Strada di campagna, con albero: su una pietra è seduto Estragone mentre cerca accanitamente di togliersi una scarpa. Entra Vladimiro: è contento di rivedere Estragone, perché lo credeva partito per sempre. Così si apre En attendant Godot, pietra miliare del teatro dell’assurdo, che Samuel Beckett, Premio Nobel per la letteratura nel 1969, scrisse tra l’ottobre 1948 e il gennaio 1949 (dopo le atomiche di Hiroshima e Nagasaki e gli orrori dell’Olocausto), e che andò in scena per la prima volta il 5 gennaio 1953 in lingua francese al Théâtre de Babylone di Parigi con la regia di Roger Blin.

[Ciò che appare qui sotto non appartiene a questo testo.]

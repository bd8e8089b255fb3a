//! In-memory track store.
//!
//! A `BTreeMap` keyed by identifier behind a single writer lock. The map's
//! key order is the insertion order because identifiers are strictly
//! increasing, so `get_all` is a plain ordered scan.

use super::TrackStore;
use crate::core::{Result, TrackError, TrackRecord};
use std::collections::BTreeMap;
use tokio::sync::RwLock;

/// Production in-process store. A networked document store would implement
/// the same [`TrackStore`] trait and rely on backend atomicity instead of
/// this lock.
#[derive(Debug, Default)]
pub struct InMemoryStore {
    tracks: RwLock<BTreeMap<i64, TrackRecord>>,
}

impl InMemoryStore {
    pub fn new() -> Self {
        Self::default()
    }

    /// Number of stored records.
    pub async fn len(&self) -> usize {
        self.tracks.read().await.len()
    }

    pub async fn is_empty(&self) -> bool {
        self.tracks.read().await.is_empty()
    }
}

#[async_trait::async_trait]
impl TrackStore for InMemoryStore {
    async fn add(&self, record: TrackRecord) -> Result<()> {
        let mut tracks = self.tracks.write().await;
        if tracks.contains_key(&record.id) {
            return Err(TrackError::storage(format!(
                "duplicate track id {}",
                record.id
            )));
        }
        tracing::debug!(id = record.id, pilot = %record.pilot, "storing track");
        tracks.insert(record.id, record);
        Ok(())
    }

    async fn get(&self, id: i64) -> Result<TrackRecord> {
        self.tracks
            .read()
            .await
            .get(&id)
            .cloned()
            .ok_or(TrackError::NotFound(id))
    }

    async fn get_all(&self) -> Result<Vec<TrackRecord>> {
        Ok(self.tracks.read().await.values().cloned().collect())
    }
}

Nel primo atto, due uomini (Estragone e Vladimiro) aspettano un certo Godot che aveva dato loro un appuntamento davanti a un albero, senza un orario preciso. I due non sanno chi sia Godot né quale sia il motivo per cui lo aspettano, ma sperano che Godot possa offrir loro una salvezza, un pasto, un giaciglio all’asciutto. Tra silenzi e brevi conversazioni in cui si esprime il vuoto delle loro esistenze («Non è il vuoto che manca»), due arrivi irrompono sulla scena: quello di Pozzo che si presenta come il proprietario di quelle terre e che tiene al guinzaglio il suo servitore, Lucky, al quale ordinerà anche di pensare (provocando un estenuante e colto monologo, che finirà in zuffa); e quello del Ragazzo, messaggero di Godot, che a sera compare per avvertire i due che Godot non arriverà quella sera ma l’indomani. Vladimiro ed Estragone decidono di andarsene («Andiamo») ma rimangono immobili («Non si muovono»).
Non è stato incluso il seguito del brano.